Right now I’m at a convention for future med school students. No, I’m not looking to be in a medical career, I’m here solely to support my husband who is going to med school next year.

My first thought is how jealous I am of all these super intelligent people who have the brains to actually pursue such a challenging career. I start to wonder if writing will bring purpose to my life like being a doctor would. 

It’s easy for us writers to get in a slump when it comes to comparing our career choice to other’s. If you don’t have a book published already, it can be easy for people to underestimate your talents and assume you’re just a dreamer. You start to feel silly. You start questioning your career choice. You start seeing the negative side to being an author and start wondering if this career decision has purpose and meaning like a doctor or a dentist or a lawyer has. 

If you look at writing and books at a glance, it’s easy to feel like it’s not that big of a deal. But if you delve into writing and books, you start to see the inspiration. You remember that one book that saved your life when your parents were going through a divorce. That one book that kept you from killing yourself. That book that helped you achieve your goals faster. The book that inspired you to take a journey of self-discovery. 

Sure there’s shallowness in some writing; but then again, there’s shallowness in every vocation. If you look at the bigger picture, you realize this career choice is actually quite rewarding. You realize it’s a career where you can raise your voice in bigger issues that matter, you can influence lives with your words, you can inspire and motivate the next inventor, musician, best-selling novelist. You can make people believe in magic again. You hold power over readers and have the chance to influence change. So if you’re starting to second guess your choice of career as a writer, don’t! Being a writer is magical. Many like to think they could do it, but it takes balls and guts to face this much failure and rejection and still keep pursuing it. 

If this is your love, then don’t let doctors and political science majors intimidate you. Show them what it means to be a writer. Be proud of your accomplishments and your talents. Prove people wrong and let them see that being a writer is far more than getting words on a page. Being a writer is about change, influence, motivation, magic, beauty, depth and darkness. Over all, it’s about touching people’s lives through the magic of words and bringing people to their knees in awe of a story unfolding in unexpected ways. It’s about making a difference with your words and bringing people together through the power of your story. 

Be proud, fellow writers. Be proud of your career choice and gladly share it with the world. You’re pretty darn special. 


12 thoughts on “What it Means to be a Writer

  1. This is a wonderful post. I can relate to feeling silly. I have been asked why I spend so much time doing something that probably won’t get me anywhere. I used to get defensive about it, but now I just smile because if I have to explain it to them, then they won’t understand it anyway.

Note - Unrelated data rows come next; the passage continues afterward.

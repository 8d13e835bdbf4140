//! HTTP handlers and route configuration.

mod auth;
mod authors;
mod health;
mod posts;

#[cfg(test)]
mod tests;

use actix_web::{HttpResponse, error::InternalError, web};
use blog_shared::ErrorResponse;

/// Configure all application routes.
pub fn configure_routes(cfg: &mut web::ServiceConfig) {
    cfg.app_data(json_config()).app_data(path_config()).service(
        web::scope("/api")
            // Public routes
            .route("/health", web::get().to(health::health_check))
            // Token routes
            .route("/login", web::post().to(auth::login))
            .route("/logout", web::post().to(auth::logout))
            .route("/token/refresh", web::post().to(auth::refresh))
            .service(
                web::scope("/authors")
                    .route("", web::get().to(authors::list))
                    .route("", web::post().to(authors::register))
                    .route("/{id}", web::get().to(authors::retrieve))
                    .route("/{id}", web::put().to(authors::replace))
                    .route("/{id}", web::patch().to(authors::patch))
                    .route("/{id}", web::delete().to(authors::destroy)),
            )
            .service(
                web::scope("/posts")
                    .route("", web::get().to(posts::list))
                    .route("", web::post().to(posts::create))
                    .route("/{id}", web::get().to(posts::retrieve))
                    .route("/{id}", web::put().to(posts::replace))
                    .route("/{id}", web::patch().to(posts::patch))
                    .route("/{id}", web::delete().to(posts::destroy)),
            ),
    );
}

/// Malformed JSON bodies answer 400 in the common error shape.
fn json_config() -> web::JsonConfig {
    web::JsonConfig::default().error_handler(|err, _req| {
        let response = HttpResponse::BadRequest().json(ErrorResponse::bad_request(err.to_string()));
        InternalError::from_response(err, response).into()
    })
}

/// Path ids that are not UUIDs cannot name a resource.
fn path_config() -> web::PathConfig {
    web::PathConfig::default().error_handler(|err, _req| {
        let response = HttpResponse::NotFound().json(ErrorResponse::not_found("Not found."));
        InternalError::from_response(err, response).into()
    })
}
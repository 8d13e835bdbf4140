//! Application state - shared across all handlers.

use std::sync::Arc;

use blog_core::ports::{AuthorRepository, Geocoder, PostRepository, TokenBlacklist, UserRepository};
use blog_infra::{InMemoryStore, InMemoryTokenBlacklist};

use crate::config::AppConfig;

/// Shared application state.
#[derive(Clone)]
pub struct AppState {
    pub users: Arc<dyn UserRepository>,
    pub authors: Arc<dyn AuthorRepository>,
    pub posts: Arc<dyn PostRepository>,
    pub blacklist: Arc<dyn TokenBlacklist>,
    /// `None` when location enrichment is not configured.
    pub geocoder: Option<Arc<dyn Geocoder>>,
}

struct Repositories {
    users: Arc<dyn UserRepository>,
    authors: Arc<dyn AuthorRepository>,
    posts: Arc<dyn PostRepository>,
}

impl Repositories {
    fn in_memory() -> Self {
        let store = InMemoryStore::new();
        Self {
            users: Arc::new(store.users()),
            authors: Arc::new(store.authors()),
            posts: Arc::new(store.posts()),
        }
    }
}

impl AppState {
    /// Build the application state with appropriate implementations.
    ///
    /// Backends that fail to initialise are logged and replaced by their
    /// in-memory counterpart.
    pub async fn new(config: &AppConfig) -> Self {
        let repos = Self::repositories(config).await;
        let blacklist = Self::blacklist(config).await;
        let geocoder = Self::geocoder(config);

        tracing::info!(geocoding = geocoder.is_some(), "Application state initialized");

        Self {
            users: repos.users,
            authors: repos.authors,
            posts: repos.posts,
            blacklist,
            geocoder,
        }
    }

    #[cfg(feature = "postgres")]
    async fn repositories(config: &AppConfig) -> Repositories {
        use blog_infra::database::{
            PostgresAuthorRepository, PostgresPostRepository, PostgresUserRepository, connect,
        };

        let Some(db_config) = config.database.as_ref() else {
            tracing::warn!("DATABASE_URL not set. Running without database (in-memory mode).");
            return Repositories::in_memory();
        };

        match connect(db_config).await {
            Ok(db) => Repositories {
                users: Arc::new(PostgresUserRepository::new(db.clone())),
                authors: Arc::new(PostgresAuthorRepository::new(db.clone())),
                posts: Arc::new(PostgresPostRepository::new(db)),
            },
            Err(e) => {
                tracing::error!(
                    "Failed to connect to database: {}. Using in-memory fallback.",
                    e
                );
                Repositories::in_memory()
            }
        }
    }

    #[cfg(not(feature = "postgres"))]
    async fn repositories(config: &AppConfig) -> Repositories {
        if config.database.is_some() {
            tracing::warn!("DATABASE_URL ignored: built without the postgres feature");
        }
        tracing::info!("Running without postgres feature - using in-memory repositories");
        Repositories::in_memory()
    }

    #[cfg(feature = "redis")]
    async fn blacklist(config: &AppConfig) -> Arc<dyn TokenBlacklist> {
        use blog_infra::RedisTokenBlacklist;

        let Some(redis_config) = config.redis.clone() else {
            tracing::info!("REDIS_URL not set. Using in-memory token blacklist.");
            return Arc::new(InMemoryTokenBlacklist::new());
        };

        match RedisTokenBlacklist::new(redis_config).await {
            Ok(blacklist) => Arc::new(blacklist),
            Err(e) => {
                tracing::error!(
                    "Failed to connect to Redis: {}. Using in-memory token blacklist.",
                    e
                );
                Arc::new(InMemoryTokenBlacklist::new())
            }
        }
    }

    #[cfg(not(feature = "redis"))]
    async fn blacklist(_config: &AppConfig) -> Arc<dyn TokenBlacklist> {
        Arc::new(InMemoryTokenBlacklist::new())
    }

    #[cfg(feature = "geocoding")]
    fn geocoder(config: &AppConfig) -> Option<Arc<dyn Geocoder>> {
        use blog_infra::OlaMapsGeocoder;

        let Some(geo_config) = config.geocoding.clone() else {
            tracing::warn!("OLA_MAPS_API_KEY not set. Posts will be created without coordinates.");
            return None;
        };

        match OlaMapsGeocoder::new(geo_config) {
            Ok(geocoder) => Some(Arc::new(geocoder)),
            Err(e) => {
                tracing::error!(
                    "Failed to build geocoding client: {}. Location enrichment disabled.",
                    e
                );
                None
            }
        }
    }

    #[cfg(not(feature = "geocoding"))]
    fn geocoder(_config: &AppConfig) -> Option<Arc<dyn Geocoder>> {
        None
    }
}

  2. Great words! I have NEVER been ashamed to be a writer…ever. As a failed musician, I needed a way to express myself artistically. I found my muse in writing. Though there was always the thought of one day getting published so others might enjoy what I wrote, my prime motivation has always been just to write. Period. Others reading it has always been second. This is a passion, NOT a hobby. As well, it’s a calling. When I discovered my muse, I couldn’t stop, didn’t want to stop. Now that I AM published, I surely enjoy when someone gives positive feedback, but that’s not the ultimate payoff. Creating what I write is. Guess what? I just created something in this reply!

    As for rejection and criticism, I’ve more than had my share of mean and downright nasty feedback and discouragement. You have to have a tough skin if someone other than your self ever reads what you do…if you ever try to present your work to the world.

    If someone thinks that is trivial compared to other professions/hobbies/passions, bullshit. It’s just a different focus, a different form of expression. Is it saving lives, or saving the world? Is it worthy of some higher purpose? It all depends on the writing, who reads it and what they get out of it.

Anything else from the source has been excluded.